Ils pensent également, mais nous y reviendrons dans un article ultérieur (chaque jour sa peine), que les emplois détruits, pourront être facilement recréés par la miraculeuse planche à billet. Cet outil magique qui tourne à plein régime, pendant que les plus « fous » rêvent déjà que tous les pays du monde, dans un bel esprit d’unité et de lâcheté collective, se pardonneront les uns les autres, en annulant la dette, pourra sans aucun doute permettre à ces méchants capitalistes de reprendre le lendemain ceux qu’ils auront licencié la veille, puisque, on le sait bien, les entreprises ont un seul but, se débarrasser des hommes qui les composent.
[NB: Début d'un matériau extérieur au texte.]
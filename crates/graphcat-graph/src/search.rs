//! Keyword search over the property graph.
//!
//! Matching is a case-insensitive substring test against the stringified
//! form of every property, so numeric and boolean properties match on
//! their textual rendering and an empty keyword matches every node.

use serde::Serialize;

use graphcat_core::CatalogResult;

use crate::store::{GraphQuery, GraphStore};

/// Search result envelope returned to the API.
#[derive(Debug, Serialize)]
pub struct SearchResponse {
    pub message: String,
    pub nodes: Vec<serde_json::Value>,
}

/// Scan every node for a property whose string form contains the keyword.
/// Returns full property snapshots of the matches.
pub async fn search_nodes(store: &dyn GraphStore, keyword: &str) -> CatalogResult<SearchResponse> {
    let query = GraphQuery::new(
        "MATCH (n)
         WHERE any(property IN keys(n)
                   WHERE toLower(toString(n[property])) CONTAINS toLower($keyword))
         RETURN n",
    )
    .param("keyword", keyword.to_lowercase());

    let rows = store.run(query).await?;
    if rows.is_empty() {
        return Ok(SearchResponse {
            message: "No nodes found matching the keyword".to_string(),
            nodes: Vec::new(),
        });
    }

    let nodes = rows
        .into_iter()
        .filter_map(|mut row| row.remove("n"))
        .collect();

    Ok(SearchResponse {
        message: "Nodes found".to_string(),
        nodes,
    })
}

/// Restrict the keyword match to Table nodes, then join each match to its
/// Rule nodes through `rule_of`. A Table with no rules still appears,
/// with an empty rule list (`collect` over an optional match skips nulls).
pub async fn search_tables_with_rules(
    store: &dyn GraphStore,
    keyword: &str,
) -> CatalogResult<SearchResponse> {
    let query = GraphQuery::new(
        "MATCH (t:Table)
         WHERE any(property IN keys(t)
                   WHERE toLower(toString(t[property])) CONTAINS toLower($keyword))
         OPTIONAL MATCH (r:Rule)-[:rule_of]->(t)
         RETURN t, collect(r) AS rules",
    )
    .param("keyword", keyword.to_lowercase());

    let rows = store.run(query).await?;
    if rows.is_empty() {
        return Ok(SearchResponse {
            message: "No matching tables found".to_string(),
            nodes: Vec::new(),
        });
    }

    let nodes = rows
        .into_iter()
        .map(|mut row| {
            let table = row.remove("t").unwrap_or_default();
            let rules = match row.remove("rules") {
                Some(serde_json::Value::Array(rules)) => rules,
                _ => Vec::new(),
            };
            serde_json::json!({"table": table, "rules": rules})
        })
        .collect();

    Ok(SearchResponse {
        message: "Tables and related rules found".to_string(),
        nodes,
    })
}

#[cfg(test)]
mod tests {
    use super::*;
    use crate::testing::{record, StubStore};
    use serde_json::json;

    #[tokio::test]
    async fn test_search_nodes_lowercases_keyword() {
        let store = StubStore::returning(vec![record(json!({
            "n": {"name": "Price", "table_id": "t-1"}
        }))]);

        let response = search_nodes(&store, "PRICE").await.unwrap();
        assert_eq!(response.message, "Nodes found");
        assert_eq!(response.nodes, vec![json!({"name": "Price", "table_id": "t-1"})]);

        let queries = store.queries();
        assert_eq!(queries[0].string_param("keyword"), Some("price"));
    }

    #[tokio::test]
    async fn test_search_nodes_empty_result_message() {
        let store = StubStore::returning(vec![]);
        let response = search_nodes(&store, "absent").await.unwrap();
        assert_eq!(response.message, "No nodes found matching the keyword");
        assert!(response.nodes.is_empty());
    }

    #[tokio::test]
    async fn test_empty_keyword_is_passed_through() {
        // An empty keyword is a substring of everything; the query must
        // still run with it rather than being rejected.
        let store = StubStore::returning(vec![
            record(json!({"n": {"name": "a"}})),
            record(json!({"n": {"name": "b"}})),
        ]);

        let response = search_nodes(&store, "").await.unwrap();
        assert_eq!(response.nodes.len(), 2);
        assert_eq!(store.queries()[0].string_param("keyword"), Some(""));
    }

    #[tokio::test]
    async fn test_table_without_rules_keeps_empty_list() {
        let store = StubStore::returning(vec![record(json!({
            "t": {"table_id": "t-1", "name": "Products"},
            "rules": []
        }))]);

        let response = search_tables_with_rules(&store, "products").await.unwrap();
        assert_eq!(
            response.nodes,
            vec![json!({
                "table": {"table_id": "t-1", "name": "Products"},
                "rules": []
            })]
        );
    }

    #[tokio::test]
    async fn test_tables_with_rules_shapes_rows() {
        let store = StubStore::returning(vec![record(json!({
            "t": {"table_id": "t-1", "name": "Products"},
            "rules": [{"rule_id": "r-1", "name": "price"}]
        }))]);

        let response = search_tables_with_rules(&store, "pro").await.unwrap();
        assert_eq!(response.message, "Tables and related rules found");
        assert_eq!(response.nodes[0]["rules"][0]["rule_id"], json!("r-1"));
    }
}
//! Table route handlers.

use axum::extract::{Path, State};
use axum::Json;
use serde::Deserialize;
use uuid::Uuid;

use graphcat_graph::{tables, Record};

use crate::error::{bad_request, ApiError};
use crate::state::AppState;

#[derive(Deserialize)]
pub struct TableRequest {
    pub name: String,
    #[serde(default)]
    pub dynamic_properties: serde_json::Map<String, serde_json::Value>,
}

pub async fn create_table(
    State(state): State<AppState>,
    Json(req): Json<TableRequest>,
) -> Result<Json<Record>, ApiError> {
    tables::create_table(state.graph.as_ref(), &req.name, &req.dynamic_properties)
        .await
        .map(Json)
        .map_err(bad_request)
}

pub async fn get_table(
    State(state): State<AppState>,
    Path(table_id): Path<Uuid>,
) -> Result<Json<Record>, ApiError> {
    tables::get_table(state.graph.as_ref(), &table_id.to_string())
        .await
        .map(Json)
        .map_err(bad_request)
}

pub async fn delete_table(
    State(state): State<AppState>,
    Path(table_id): Path<Uuid>,
) -> Result<Json<Vec<Record>>, ApiError> {
    tables::delete_table(state.graph.as_ref(), &table_id.to_string())
        .await
        .map(|_| Json(Vec::new()))
        .map_err(bad_request)
}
Rien à voir avec l’économie et la réalité du marché, bien entendu !!

En quoi cette théorie du remplacement est-elle une véritable hérésie ? Très simple, elle tient en 2 raisons que nous pouvons imager à travers l’analyse de la profession la restauration :

  1. En temps normal, quand 1 ou 2% des restaurants, bars, ferment chaque jour en France, il y a effectivement un client prêt à reprendre. Surtout pour les meilleurs emplacements. Les autres traînent ou meurent. Le cédant s’en sort à peu près, en vendant quelques éléments de son fonds de commerce (ou le liquidateur le fait pour lui) ce qui permet de payer même maigrement les créanciers autres que le trésor public ou l’urssaf, qui pour une raison qui m’échappe toujours, passent avant les autres. Donc à ce niveau, la théorie du remplacement, effectivement, fonctionne. Mais quand vous avez 30, ou 40% des bars et restaurants qui ferment, vous ne trouverez jamais une génération spontanée de 38% de restaurateurs en herbe, tout à coup excités par l’idée, en pleine récession, de monter un bar ou un restaurant, dont ils ne savent même pas s’ils pourront l’exploiter librement dans les 2 prochaines années.

Nos économistes en salon privé, habitués à des cercles où les serveurs et tenanciers ont l’âge des murs qui les abritent, ont juste oublié ce petit paramètre. Ce qui fonctionne pour 1 ou 2%, ne fonctionne plus pour un taux de 40% de disparition. Pour vous et moi, c’est évident. Pour eux, cela n’est pas. Leurs tableurs Excel, leurs simulations, les mêmes que le président Macron utilisa pour nous sortir ce chiffre ridicule de 400 000 morts potentiels (!), échouent toujours sur le même écueil : La réalité.

  1. Pire encore, pour nos amis Parisiens, experts de leur seul territoire, et encore, c’est que la théorie du remplacement, si elle peut marcher aux conditions indiquées ci-dessus, à Paris, Lyon ou Marseille, ne marchent pas à Flers, Pitiviers ou St Herblain. En clair, quand un café de village ferme, mort au champ d’honneur du confinement, malgré l’absence de cas dans sa région, il ne ré-ouvre JAMAIS. Les emplois, commerces et entreprises, perdus dans les villes de moins de 30 000 habitants (notamment) ne repoussent jamais, même avec des subventions Parisiennes ou Brusseloises. Ces engrais de salon, ne marchent pas sur les terres « rurales » (où je suis né). Personne pour racheter le fonds de commerce de la misère, et toute la capacité d’attractivité de la ville s’écroule alors, un peu plus inexorablement. Ce qui explique que sur nos 36 000 communes, comme dans les Etats du centre des USA (ceux qui ont voté pour Trump), les gens meurent progressivement et fuient vers les grandes villes pour y associer leur misère.

En clair, cette théorie qui ne marche déjà pas à Paris, marche encore moins en région. Car la plupart des villes et villages, terreau des Gilets Jaunes, du désespoir des territoires, tiennent à un fil et que personne n’aime l’équilibrisme. Pas plus que les médecins, qui ne veulent plus arpenter les campagnes, aucun entrepreneur ne se bat pour investir dans ces territoires, sauf dans les reportages télé des bobos Parisiens.

En clair, cette théorie est ridicule, sans fondement, déconnectée, comme nos dirigeants, qui pourtant semblent vouloir y croire. Ce qui prouve encore, que définitivement, Paris a perdu le sens commun, et que le fait d’être hébergé à la Lanterne, ne suffit pas à éclairer la réalité.